> [What to work on]:
Whenever a line in the data holds the string "unavailable", copy that line.

(Collected data)

▽

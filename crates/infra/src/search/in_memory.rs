use std::collections::HashMap;
use std::sync::RwLock;
use std::sync::atomic::{AtomicBool, Ordering};
use std::time::Duration;

use async_trait::async_trait;
use tokio::time::Instant;

use marketplace_catalog::{SearchDocument, SearchQuery};
use marketplace_core::{EntityId, TenantId};

use super::{SearchError, SearchHit, SearchIndex, rank};

#[derive(Debug, Clone)]
enum Slot {
    Live(SearchDocument),
    Removed { at: Instant },
}

/// In-memory index, one partition per tenant.
///
/// Intended for tests/dev. Matching and scoring are those of
/// [`SearchQuery::score`].
#[derive(Debug, Default)]
pub struct InMemorySearchIndex {
    partitions: RwLock<HashMap<TenantId, HashMap<EntityId, Slot>>>,
    unavailable: AtomicBool,
}

impl InMemorySearchIndex {
    pub fn new() -> Self {
        Self::default()
    }

    pub fn set_unavailable(&self, unavailable: bool) {
        self.unavailable.store(unavailable, Ordering::SeqCst);
    }

    /// The live document for an entity, if any.
    pub fn document(&self, tenant_id: TenantId, entity_id: EntityId) -> Option<SearchDocument> {
        let partitions = self.partitions.read().ok()?;
        match partitions.get(&tenant_id)?.get(&entity_id)? {
            Slot::Live(doc) => Some(doc.clone()),
            Slot::Removed { .. } => None,
        }
    }

    /// Live documents across all tenants.
    pub fn live_count(&self) -> usize {
        self.partitions
            .read()
            .map(|p| {
                p.values()
                    .flat_map(HashMap::values)
                    .filter(|slot| matches!(slot, Slot::Live(_)))
                    .count()
            })
            .unwrap_or(0)
    }

    /// Tombstones across all tenants.
    pub fn tombstone_count(&self) -> usize {
        self.partitions
            .read()
            .map(|p| {
                p.values()
                    .flat_map(HashMap::values)
                    .filter(|slot| matches!(slot, Slot::Removed { .. }))
                    .count()
            })
            .unwrap_or(0)
    }

    /// Insert a document unconditionally (drift simulation in tests).
    pub fn force_put(&self, document: SearchDocument) {
        if let Ok(mut partitions) = self.partitions.write() {
            partitions
                .entry(document.tenant_id)
                .or_default()
                .insert(document.entity_id, Slot::Live(document));
        }
    }

    fn check_available(&self) -> Result<(), SearchError> {
        if self.unavailable.load(Ordering::SeqCst) {
            return Err(SearchError::Unavailable("search index unavailable".to_string()));
        }
        Ok(())
    }

    fn poisoned() -> SearchError {
        SearchError::Backend("lock poisoned".to_string())
    }
}

#[async_trait]
impl SearchIndex for InMemorySearchIndex {
    async fn upsert(&self, document: SearchDocument) -> Result<(), SearchError> {
        self.check_available()?;
        let mut partitions = self.partitions.write().map_err(|_| Self::poisoned())?;
        let partition = partitions.entry(document.tenant_id).or_default();

        let stale = match partition.get(&document.entity_id) {
            Some(Slot::Live(existing)) => existing.version >= document.version,
            Some(Slot::Removed { .. }) => true,
            None => false,
        };
        if !stale {
            partition.insert(document.entity_id, Slot::Live(document));
        }
        Ok(())
    }

    async fn remove(&self, tenant_id: TenantId, entity_id: EntityId) -> Result<(), SearchError> {
        self.check_available()?;
        let mut partitions = self.partitions.write().map_err(|_| Self::poisoned())?;
        partitions
            .entry(tenant_id)
            .or_default()
            .insert(entity_id, Slot::Removed { at: Instant::now() });
        Ok(())
    }

    async fn search(&self, tenant_id: TenantId, query: &SearchQuery) -> Result<Vec<SearchHit>, SearchError> {
        self.check_available()?;
        let partitions = self.partitions.read().map_err(|_| Self::poisoned())?;
        let Some(partition) = partitions.get(&tenant_id) else {
            return Ok(Vec::new());
        };

        let mut hits: Vec<SearchHit> = partition
            .values()
            .filter_map(|slot| match slot {
                Slot::Live(doc) => query.score(doc).map(|score| SearchHit {
                    document: doc.clone(),
                    score,
                }),
                Slot::Removed { .. } => None,
            })
            .collect();
        rank(&mut hits);

        Ok(hits
            .into_iter()
            .skip(query.offset() as usize)
            .take(query.limit() as usize)
            .collect())
    }

    async fn indexed_versions(&self, tenant_id: TenantId) -> Result<HashMap<EntityId, u64>, SearchError> {
        self.check_available()?;
        let partitions = self.partitions.read().map_err(|_| Self::poisoned())?;
        Ok(partitions
            .get(&tenant_id)
            .map(|p| {
                p.iter()
                    .filter_map(|(id, slot)| match slot {
                        Slot::Live(doc) => Some((*id, doc.version)),
                        Slot::Removed { .. } => None,
                    })
                    .collect()
            })
            .unwrap_or_default())
    }

    async fn clear_tenant(&self, tenant_id: TenantId) -> Result<(), SearchError> {
        self.check_available()?;
        let mut partitions = self.partitions.write().map_err(|_| Self::poisoned())?;
        partitions.remove(&tenant_id);
        Ok(())
    }

    async fn purge_tombstones(&self, tenant_id: TenantId, older_than: Duration) -> Result<usize, SearchError> {
        self.check_available()?;
        let mut partitions = self.partitions.write().map_err(|_| Self::poisoned())?;
        let Some(partition) = partitions.get_mut(&tenant_id) else {
            return Ok(0);
        };
        let now = Instant::now();
        let before = partition.len();
        partition.retain(|_, slot| match slot {
            Slot::Removed { at } => now.duration_since(*at) < older_than,
            Slot::Live(_) => true,
        });
        let purged = before - partition.len();
        if partition.is_empty() {
            partitions.remove(&tenant_id);
        }
        Ok(purged)
    }
}

#[cfg(test)]
mod tests {
    use super::*;
    use chrono::Utc;
    use marketplace_catalog::NewEntity;
    use marketplace_core::EntityType;
    use serde_json::json;

    fn doc(tenant_id: TenantId, name: &str) -> SearchDocument {
        let entity = NewEntity::prepare(
            tenant_id,
            EntityType::Product,
            json!({"name": name, "sku": name, "price": 1}),
            None,
        )
        .unwrap()
        .into_entity(Utc::now());
        SearchDocument::project(&entity).unwrap()
    }

    #[tokio::test]
    async fn wildcard_search_stays_inside_the_tenant() {
        let index = InMemorySearchIndex::new();
        let a = TenantId::new();
        let b = TenantId::new();
        index.upsert(doc(a, "Widget")).await.unwrap();
        index.upsert(doc(b, "Widget")).await.unwrap();

        let hits = index.search(a, &SearchQuery::text("*")).await.unwrap();
        assert_eq!(hits.len(), 1);
        assert!(hits.iter().all(|h| h.document.tenant_id == a));
    }

    #[tokio::test]
    async fn older_versions_and_removed_entities_are_not_reindexed() {
        let index = InMemorySearchIndex::new();
        let tenant = TenantId::new();
        let v1 = doc(tenant, "Widget");
        let mut v2 = v1.clone();
        v2.version = 2;
        v2.title = "Gizmo".into();

        index.upsert(v2.clone()).await.unwrap();
        index.upsert(v1.clone()).await.unwrap();
        assert_eq!(index.document(tenant, v1.entity_id).unwrap().title, "Gizmo");

        index.remove(tenant, v1.entity_id).await.unwrap();
        let mut v3 = v2.clone();
        v3.version = 3;
        index.upsert(v3).await.unwrap();
        assert!(index.document(tenant, v1.entity_id).is_none());
        assert!(index.indexed_versions(tenant).await.unwrap().is_empty());
    }

    #[tokio::test(start_paused = true)]
    async fn only_tombstones_past_the_grace_period_are_purged() {
        let index = InMemorySearchIndex::new();
        let tenant = TenantId::new();
        let live = doc(tenant, "Live");
        let old = doc(tenant, "Old");
        let recent = doc(tenant, "Recent");
        index.upsert(live.clone()).await.unwrap();

        index.remove(tenant, old.entity_id).await.unwrap();
        tokio::time::advance(Duration::from_secs(600)).await;
        index.remove(tenant, recent.entity_id).await.unwrap();

        let purged = index.purge_tombstones(tenant, Duration::from_secs(300)).await.unwrap();
        assert_eq!(purged, 1);
        assert_eq!(index.tombstone_count(), 1);
        assert!(index.document(tenant, live.entity_id).is_some());

        // The surviving tombstone still blocks a late upsert.
        index.upsert(recent).await.unwrap();
        assert_eq!(index.live_count(), 1);
    }
}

△

> [Answer to this task]:
    unavailable: AtomicBool,
    pub fn set_unavailable(&self, unavailable: bool) {
        self.unavailable.store(unavailable, Ordering::SeqCst);
        if self.unavailable.load(Ordering::SeqCst) {
            return Err(SearchError::Unavailable("search index unavailable".to_string()));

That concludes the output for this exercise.